I trust the numbers are irrelevant to this thread and are keyed to a map that you have repurposed?

It isn't clear to me how different factions can hopscotch over each other like that. I guess the Nile is a broad river and it would be difficult to try to intercept every boat that courses up or down it. Except the post above the map has both rival pharaohs doing just that to each other's shipping. So how do units of the same faction communicate with each other? How could a vassal send tribute to an overlord when there is a rival stronghold between them that might try to steal it?

I'm not sure about this, but I believe that the Nile was considered fairly sacred by all parties, and interfering with shipping on the Nile wasn't something they would really consider. But I could be completely wrong.

In any case, very nice update. I'm looking forward to seeing how the idea of republicanism spreads beyond merely the idea of enlightened monarchy, and monarchs owing something to the people. That's a radical step, but it's only a first step towards the concept of a republic. Keep up the great work, Jonathan!

Cheers,
Ganesha
 
I trust the numbers are irrelevant to this thread and are keyed to a map that you have repurposed?

Also, in regards to the map, are the cities purposefully anachronous?

The base map is the Wikipedia map of the nomes (provinces, districts, seput) of Upper Egypt, and the numbers refer to their traditional ordering. The names of cities are also from the base map. I was originally planning to clean them up, but my skills weren't up to it: much of the text goes across regions, and when I tried to erase it, I ended up destroying the Nile beyond repair. Names in the story correspond to names on the map as follows: Mennufer - Memphis; Henen-nesut - Herakleopolis; Siut - Asyut; Waset - Thebes; Nekhen - Hierakonpolis.

I've added an explanatory note to the map itself.

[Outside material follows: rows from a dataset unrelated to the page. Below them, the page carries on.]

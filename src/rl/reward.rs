//! Reward shaping - combines weighted terms into one scalar per step

use serde::{Deserialize, Serialize};

use crate::state::GameSnapshot;

/// Weights of every reward term. Positive values; signs are applied by the shaper.
#[derive(Debug, Clone, PartialEq, Serialize, Deserialize)]
pub struct RewardWeights {
    /// Per destroyed enemy
    pub kill: f32,
    /// Per destroyed incoming projectile
    pub intercept: f32,
    /// Per life lost
    pub damage: f32,
    /// Per step survived
    pub survival_step: f32,
    /// Extra survival bonus on the final step of an episode survived
    pub survival_episode_end: f32,
    /// Distance (px) from an edge below which the wall penalty applies
    pub edge_margin: f32,
    /// Penalty at the edge itself, scaled linearly to zero at the margin
    pub edge_penalty: f32,
    /// Displacement (px) over the stationary window below which the player counts as idle
    pub stationary_threshold: f32,
    pub stationary_penalty: f32,
    /// Per alive companion
    pub ally_alive: f32,
    /// Scaled by formation efficiency in [0, 1]
    pub formation: f32,
    /// Flat bonus while fire support is active
    pub fire_support: f32,
    /// Terminal penalty on game over
    pub game_over: f32,
}

impl Default for RewardWeights {
    fn default() -> Self {
        Self {
            kill: 10.0,
            intercept: 5.0,
            damage: 20.0,
            survival_step: 0.1,
            survival_episode_end: 50.0,
            edge_margin: 50.0,
            edge_penalty: 0.5,
            stationary_threshold: 20.0,
            stationary_penalty: 0.2,
            ally_alive: 0.05,
            formation: 0.2,
            fire_support: 0.1,
            game_over: 100.0,
        }
    }
}

/// Switches for each reward term
#[derive(Debug, Clone, Copy, PartialEq, Eq, Serialize, Deserialize)]
pub struct RewardTerms {
    pub kill: bool,
    pub intercept: bool,
    pub damage: bool,
    pub survival: bool,
    pub edge: bool,
    pub stationary: bool,
    pub coordination: bool,
    pub game_over: bool,
}

impl RewardTerms {
    pub fn all() -> Self {
        Self {
            kill: true,
            intercept: true,
            damage: true,
            survival: true,
            edge: true,
            stationary: true,
            coordination: true,
            game_over: true,
        }
    }

    pub fn none() -> Self {
        Self {
            kill: false,
            intercept: false,
            damage: false,
            survival: false,
            edge: false,
            stationary: false,
            coordination: false,
            game_over: false,
        }
    }
}

impl Default for RewardTerms {
    fn default() -> Self {
        Self::all()
    }
}

/// What changed between two consecutive snapshots
#[derive(Debug, Clone, Copy, PartialEq, Default, Serialize, Deserialize)]
pub struct StepDelta {
    pub enemies_destroyed: u32,
    pub projectiles_intercepted: u32,
    pub health_lost: u32,
    /// Player displacement over the stationary window, `None` until the window is full
    pub window_displacement: Option<f32>,
    /// Last step of the episode
    pub episode_ended: bool,
}

/// Reward split by term, useful for debugging the shaping
#[derive(Debug, Clone, Copy, PartialEq, Default, Serialize, Deserialize)]
pub struct RewardBreakdown {
    pub kill: f32,
    pub intercept: f32,
    pub damage: f32,
    pub survival: f32,
    pub edge: f32,
    pub stationary: f32,
    pub coordination: f32,
    pub game_over: f32,
}

impl RewardBreakdown {
    /// Signed sum of all terms, not re-normalized
    pub fn total(&self) -> f32 {
        self.kill
            + self.intercept
            + self.damage
            + self.survival
            + self.edge
            + self.stationary
            + self.coordination
            + self.game_over
    }
}

#[derive(Debug, Clone, PartialEq)]
pub struct RewardShaper {
    weights: RewardWeights,
    terms: RewardTerms,
}

impl RewardShaper {
    pub fn new(weights: RewardWeights, terms: RewardTerms) -> Self {
        Self { weights, terms }
    }

    pub fn weights(&self) -> &RewardWeights {
        &self.weights
    }

    pub fn terms(&self) -> RewardTerms {
        self.terms
    }

    /// Scalar reward for a step ending in `after`
    pub fn shape(&self, delta: &StepDelta, after: &GameSnapshot) -> f32 {
        self.breakdown(delta, after).total()
    }

    pub fn breakdown(&self, delta: &StepDelta, after: &GameSnapshot) -> RewardBreakdown {
        let w = &self.weights;
        let mut out = RewardBreakdown::default();

        if self.terms.kill {
            out.kill = w.kill * delta.enemies_destroyed as f32;
        }
        if self.terms.intercept {
            out.intercept = w.intercept * delta.projectiles_intercepted as f32;
        }
        if self.terms.damage {
            out.damage = -w.damage * delta.health_lost as f32;
        }
        if self.terms.survival && !after.game_over {
            out.survival = w.survival_step;
            if delta.episode_ended {
                out.survival += w.survival_episode_end;
            }
        }
        if self.terms.edge && w.edge_margin > 0.0 {
            let (dx, dy) = after.bounds.edge_distances(&after.player.position);
            let closest = dx.min(dy);
            if closest < w.edge_margin {
                out.edge = -w.edge_penalty * (w.edge_margin - closest) / w.edge_margin;
            }
        }
        if self.terms.stationary
            && let Some(displacement) = delta.window_displacement
            && displacement < w.stationary_threshold
        {
            out.stationary = -w.stationary_penalty;
        }
        if self.terms.coordination && !after.companions.is_empty() {
            out.coordination = w.ally_alive * after.alive_companions().count() as f32
                + w.formation * after.formation_efficiency();
            if after.fire_support_active() {
                out.coordination += w.fire_support;
            }
        }
        if self.terms.game_over && after.game_over {
            out.game_over = -w.game_over;
        }

        out
    }
}

impl Default for RewardShaper {
    fn default() -> Self {
        Self::new(RewardWeights::default(), RewardTerms::all())
    }
}

#[cfg(test)]
mod tests {
    use super::*;
    use crate::infra::{ScreenBounds, Vec2};
    use crate::state::{Companion, CompanionRole, PlayerState};

    fn centered() -> GameSnapshot {
        GameSnapshot::new(
            ScreenBounds::new(800.0, 600.0),
            PlayerState::new(Vec2::new(400.0, 300.0), 3),
        )
    }

    #[test]
    fn test_two_kills_and_survival_only() {
        let shaper = RewardShaper::default();
        let delta = StepDelta {
            enemies_destroyed: 2,
            ..StepDelta::default()
        };

        let reward = shaper.shape(&delta, &centered());
        let w = shaper.weights();
        assert_eq!(reward, 2.0 * w.kill + w.survival_step);
    }

    #[test]
    fn test_reward_is_deterministic() {
        let shaper = RewardShaper::default();
        let mut after = centered();
        after.player.position = Vec2::new(10.0, 300.0);
        let delta = StepDelta {
            health_lost: 1,
            projectiles_intercepted: 1,
            window_displacement: Some(3.0),
            ..StepDelta::default()
        };

        assert_eq!(shaper.shape(&delta, &after), shaper.shape(&delta, &after));
    }

    #[test]
    fn test_edge_penalty_scales_with_proximity() {
        let shaper = RewardShaper::new(
            RewardWeights::default(),
            RewardTerms {
                edge: true,
                ..RewardTerms::none()
            },
        );
        let mut after = centered();
        assert_eq!(shaper.shape(&StepDelta::default(), &after), 0.0);

        after.player.position = Vec2::new(25.0, 300.0);
        let half = shaper.shape(&StepDelta::default(), &after);
        assert!((half + 0.25).abs() < 1e-6);

        after.player.position = Vec2::new(0.0, 300.0);
        let full = shaper.shape(&StepDelta::default(), &after);
        assert!((full + 0.5).abs() < 1e-6);
    }

    #[test]
    fn test_stationary_penalty_needs_full_window() {
        let shaper = RewardShaper::new(
            RewardWeights::default(),
            RewardTerms {
                stationary: true,
                ..RewardTerms::none()
            },
        );
        let after = centered();

        let warming_up = StepDelta::default();
        assert_eq!(shaper.shape(&warming_up, &after), 0.0);

        let idle = StepDelta {
            window_displacement: Some(5.0),
            ..StepDelta::default()
        };
        assert_eq!(shaper.shape(&idle, &after), -0.2);

        let moving = StepDelta {
            window_displacement: Some(60.0),
            ..StepDelta::default()
        };
        assert_eq!(shaper.shape(&moving, &after), 0.0);
    }

    #[test]
    fn test_game_over_penalty_replaces_survival() {
        let shaper = RewardShaper::default();
        let mut after = centered();
        after.game_over = true;
        after.player.lives = 0;

        let breakdown = shaper.breakdown(
            &StepDelta {
                health_lost: 1,
                episode_ended: true,
                ..StepDelta::default()
            },
            &after,
        );
        assert_eq!(breakdown.survival, 0.0);
        assert_eq!(breakdown.game_over, -100.0);
        assert_eq!(breakdown.total(), -120.0);
    }

    #[test]
    fn test_coordination_bonus() {
        let shaper = RewardShaper::new(
            RewardWeights::default(),
            RewardTerms {
                coordination: true,
                ..RewardTerms::none()
            },
        );
        let mut after = centered();
        after.time = 5.0;
        after.companions = vec![Companion {
            role: CompanionRole::Gunner,
            position: Vec2::new(480.0, 300.0),
            last_shot_time: 4.5,
            alive: true,
        }];

        let reward = shaper.shape(&StepDelta::default(), &after);
        assert!((reward - (0.05 + 0.2 + 0.1)).abs() < 1e-6);
    }
}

It isn't clear to me how different factions can hopscotch over each other like that. I guess the Nile is a broad river and it would be difficult to try to intercept every boat that courses up or down it. Except the post above the map has both rival pharaohs doing just that to each other's shipping. So how do units of the same faction communicate with each other? How could a vassal send tribute to an overlord when there is a rival stronghold between them that might try to steal it?

I was also wondering how the factions can hopscotch around like that.

These are very logical objections - with the Nile the main, and virtually the only, highway, how can any king have vassals with hostile territory in between? And yet... it happened.

One character who will appear later in the story is Ankhtifi. He existed in OTL and was lord of Nekhen (the red nome numbered 3 on the map). He was loyal to the Tenth Dynasty and Henen-nesut, as he will be in this timeline, and an enemy of the dynasty at Waset/Thebes, even though he was surrounded by Waset-held provinces and there was a long stretch of hostile country between him and the royal seat.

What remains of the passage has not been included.